Decker’s jaw tightens, but he doesn’t deflect. “It wasn’t… I didn’t think it was my thing to tell. It was Mom’s. And by then it had been over for a long time.”
“But you knew, and I didn’t.” Foster still doesn’t raise his voice, a testament, I think, to how badly he wants to improve his relationship with his brother. “The whole time we were rebuilding something, getting close, and you’re sitting on that.”
“I didn’t know how to tell you. I was twenty years old.”
“I was twenty years old too.”
“And the truth is…”
“What?” Foster positions himself to face Decker directly, resting his back against the arm of the couch.
“I didn’t want you to blow up your entire career,” Decker says.
“Oh, so you had to coddle me?”
“It’s not coddling.” Decker presses the heels of his palms to his eyes. “You know what you would have done, how you would have reacted back then, so let’s not pretend you would have handled that news without blowing up your future.”
Foster sits for a moment, his thumb tracing the same lines on the couch as when we started this conversation, the clench to his jaw he always has when he doesn’t want to admit to something. “Maybe, but…”
I gently step in. “Foster, when you found out—how did it make you feel?”
His gaze never lifts off his brother. “It made me feel stupid. Like I was the last one to know something about my own family. Like I’m the outsider again.”
There it is.
The line from childhood all the way to the present. Foster has spent his whole life feeling like an outsider in his own family—being the last to know things that concern him, his father moving him south, his mother’s life moving on without him. And now this secret.
“I’m sorry,” Decker says. “I thought I was protecting you.”
“Sometimes you have to let people choose their own reactions—good or bad, healthy or not,” I say.
Decker inhales and exhales but says nothing.
“Okay, let’s move on for the moment. Junior year puts you at what, twenty-one?”
Foster and Decker look at each other. A quick look, half a second at most, but I’ve been doing this long enough to know that some looks between people carry the weight of entire conversations they’ve never had out loud. This is one of those. I make a note and wait.
“We had a good stretch junior year,” Foster says. “Our teams were doing well. We were both playing the best baseball of our lives up to that point. The draft was coming.” Something crosses his face. “Things were… good.” Foster’s thumb goes still on the back of the couch.
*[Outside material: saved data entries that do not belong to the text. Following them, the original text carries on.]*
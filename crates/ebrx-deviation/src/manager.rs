//! Deviation lifecycle: open → investigate → close.
//!
//! Every accepted action lands in the audit ledger before the in-memory
//! deviation is updated. The manager's store is the single view of deviation
//! state the batch state machine consults, so a closure is visible to the
//! release gate the instant it commits.

use std::collections::HashMap;
use std::sync::{Arc, Mutex};

use chrono::Utc;
use tracing::{info, warn};

use ebrx_contracts::{
    actor::Actor,
    audit::{ActionKind, EntityType, EventDraft, Severity, Snapshot},
    deviation::{Deviation, DeviationId, DeviationSeverity, DeviationStatus, Investigation},
    error::{ComplianceError, ComplianceResult},
    signature::{ElectronicSignature, SigningMeaning},
};
use ebrx_ledger::AuditLedger;
use ebrx_esign::SignatureService;

/// Tracks process deviations and their investigation/closure state.
pub struct DeviationManager {
    ledger: Arc<AuditLedger>,
    signatures: Arc<SignatureService>,
    store: Mutex<HashMap<DeviationId, Deviation>>,
}

impl DeviationManager {
    pub fn new(ledger: Arc<AuditLedger>, signatures: Arc<SignatureService>) -> Self {
        Self {
            ledger,
            signatures,
            store: Mutex::new(HashMap::new()),
        }
    }

    /// Log a new deviation against a batch.
    ///
    /// Major deviations always require a documented investigation before
    /// closure.
    pub fn open_deviation(
        &self,
        batch_id: impl Into<String>,
        description: impl Into<String>,
        severity: DeviationSeverity,
        actor: &Actor,
    ) -> ComplianceResult<Deviation> {
        let batch_id = batch_id.into();
        let description = description.into();
        if description.trim().is_empty() {
            return Err(ComplianceError::Validation {
                reason: "a deviation requires a non-empty description".to_string(),
            });
        }

        let deviation = Deviation {
            deviation_id: DeviationId::new(),
            batch_id,
            description,
            severity,
            investigation_required: severity == DeviationSeverity::Major,
            status: DeviationStatus::Open,
            investigation: None,
            closing_signature_id: None,
            opened_by: actor.user_id.clone(),
            opened_at: Utc::now(),
            closed_at: None,
        };

        let mut store = self.store.lock().expect("deviation store lock poisoned");
        self.ledger.append(EventDraft {
            actor: actor.clone(),
            action: ActionKind::Create,
            entity_type: EntityType::Deviation,
            entity_id: deviation.deviation_id.to_string(),
            old_value: None,
            new_value: Some(Snapshot::Deviation {
                severity,
                status: DeviationStatus::Open,
            }),
            reason: None,
            severity: match severity {
                DeviationSeverity::Major => Severity::Warning,
                DeviationSeverity::Minor => Severity::Info,
            },
        })?;
        store.insert(deviation.deviation_id, deviation.clone());

        info!(
            deviation_id = %deviation.deviation_id,
            batch_id = %deviation.batch_id,
            severity = %deviation.severity,
            "deviation opened"
        );

        Ok(deviation)
    }

    /// Attach investigation findings and a CAPA reference.
    pub fn attach_investigation(
        &self,
        deviation_id: DeviationId,
        findings: impl Into<String>,
        capa_ref: impl Into<String>,
        actor: &Actor,
    ) -> ComplianceResult<Deviation> {
        let findings = findings.into();
        let capa_ref = capa_ref.into();
        if findings.trim().is_empty() {
            return Err(ComplianceError::Validation {
                reason: "investigation findings must not be empty".to_string(),
            });
        }

        let mut store = self.store.lock().expect("deviation store lock poisoned");
        let deviation = store
            .get(&deviation_id)
            .ok_or_else(|| not_found(deviation_id))?
            .clone();

        if deviation.status == DeviationStatus::Closed {
            return Err(ComplianceError::Validation {
                reason: format!(
                    "deviation '{deviation_id}' is closed; investigations cannot be amended"
                ),
            });
        }

        self.ledger.append(EventDraft {
            actor: actor.clone(),
            action: ActionKind::Update,
            entity_type: EntityType::Deviation,
            entity_id: deviation_id.to_string(),
            old_value: Some(Snapshot::Deviation {
                severity: deviation.severity,
                status: deviation.status,
            }),
            new_value: Some(Snapshot::Deviation {
                severity: deviation.severity,
                status: DeviationStatus::UnderInvestigation,
            }),
            reason: Some(format!("investigation attached (CAPA: {capa_ref})")),
            severity: Severity::Info,
        })?;

        let updated = {
            let entry = store
                .get_mut(&deviation_id)
                .expect("deviation vanished while store lock held");
            entry.status = DeviationStatus::UnderInvestigation;
            entry.investigation = Some(Investigation {
                findings,
                capa_ref,
                investigated_by: actor.user_id.clone(),
                investigated_at: Utc::now(),
            });
            entry.clone()
        };

        Ok(updated)
    }

    /// Close a deviation with a verified closing signature.
    ///
    /// The signature must have the deviation-closure meaning, name this
    /// deviation as its record, and verify against the deviation's current
    /// content. A `Major` deviation additionally requires an attached
    /// investigation.
    pub fn close_deviation(
        &self,
        deviation_id: DeviationId,
        closing_signature: &ElectronicSignature,
        actor: &Actor,
    ) -> ComplianceResult<Deviation> {
        let mut store = self.store.lock().expect("deviation store lock poisoned");
        let deviation = store
            .get(&deviation_id)
            .ok_or_else(|| not_found(deviation_id))?
            .clone();

        if deviation.status == DeviationStatus::Closed {
            return Err(ComplianceError::Validation {
                reason: format!("deviation '{deviation_id}' is already closed"),
            });
        }

        if deviation.severity == DeviationSeverity::Major && deviation.investigation.is_none() {
            warn!(
                deviation_id = %deviation_id,
                "closure refused: Major deviation has no investigation"
            );
            return Err(ComplianceError::Validation {
                reason: format!(
                    "Major deviation '{deviation_id}' cannot be closed without an investigation"
                ),
            });
        }

        if closing_signature.meaning != SigningMeaning::DeviationClosure {
            return Err(ComplianceError::Validation {
                reason: format!(
                    "closing signature has meaning '{}'; '{}' is required",
                    closing_signature.meaning,
                    SigningMeaning::DeviationClosure
                ),
            });
        }

        if closing_signature.record_id != deviation_id.to_string() {
            return Err(ComplianceError::Validation {
                reason: format!(
                    "closing signature was issued for record '{}', not deviation '{deviation_id}'",
                    closing_signature.record_id
                ),
            });
        }

        if !self.signatures.verify(closing_signature, &deviation) {
            warn!(
                deviation_id = %deviation_id,
                signature_id = %closing_signature.signature_id,
                "closure refused: signature does not verify against current deviation content"
            );
            return Err(ComplianceError::Validation {
                reason: format!(
                    "closing signature does not verify against the current content of \
                     deviation '{deviation_id}'"
                ),
            });
        }

        self.ledger.append(EventDraft {
            actor: actor.clone(),
            action: ActionKind::Approve,
            entity_type: EntityType::Deviation,
            entity_id: deviation_id.to_string(),
            old_value: Some(Snapshot::Deviation {
                severity: deviation.severity,
                status: deviation.status,
            }),
            new_value: Some(Snapshot::Deviation {
                severity: deviation.severity,
                status: DeviationStatus::Closed,
            }),
            reason: Some(closing_signature.reason.clone()),
            severity: Severity::Info,
        })?;

        let updated = {
            let entry = store
                .get_mut(&deviation_id)
                .expect("deviation vanished while store lock held");
            entry.status = DeviationStatus::Closed;
            entry.closing_signature_id = Some(closing_signature.signature_id);
            entry.closed_at = Some(Utc::now());
            entry.clone()
        };

        info!(
            deviation_id = %deviation_id,
            batch_id = %updated.batch_id,
            "deviation closed"
        );

        Ok(updated)
    }

    /// Fetch one deviation by id.
    pub fn get(&self, deviation_id: DeviationId) -> ComplianceResult<Deviation> {
        let store = self.store.lock().expect("deviation store lock poisoned");
        store
            .get(&deviation_id)
            .cloned()
            .ok_or_else(|| not_found(deviation_id))
    }

    /// All deviations linked to a batch, newest last.
    pub fn for_batch(&self, batch_id: &str) -> Vec<Deviation> {
        let store = self.store.lock().expect("deviation store lock poisoned");
        let mut out: Vec<Deviation> = store
            .values()
            .filter(|d| d.batch_id == batch_id)
            .cloned()
            .collect();
        out.sort_by_key(|d| d.opened_at);
        out
    }

    /// Open deviations of any severity for a batch.
    pub fn open_count(&self, batch_id: &str) -> usize {
        let store = self.store.lock().expect("deviation store lock poisoned");
        store
            .values()
            .filter(|d| d.batch_id == batch_id && d.is_open())
            .count()
    }

    /// Open Major deviations for a batch — the QC → QA gate.
    pub fn open_major_count(&self, batch_id: &str) -> usize {
        let store = self.store.lock().expect("deviation store lock poisoned");
        store
            .values()
            .filter(|d| {
                d.batch_id == batch_id && d.is_open() && d.severity == DeviationSeverity::Major
            })
            .count()
    }
}

fn not_found(deviation_id: DeviationId) -> ComplianceError {
    ComplianceError::NotFound {
        entity_kind: "deviation".to_string(),
        entity_id: deviation_id.to_string(),
    }
}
“Junior year was when…” Decker fills in the way he always does, trying to make things easier for Foster.
Something in my gut says Foster needs to be the one to admit whatever happened to ruin their relationship. “Foster, what happened junior year?”
He looks at me, at his brother, and exhales. “That’s when I started dating Penelope.”
It’s like the name sucks all the oxygen from the room, and tension leaks in from every crevice to fill the space.
Foster doesn’t look at Decker.
Decker doesn’t look at Foster.
I do my best to hide my own shock at this revelation.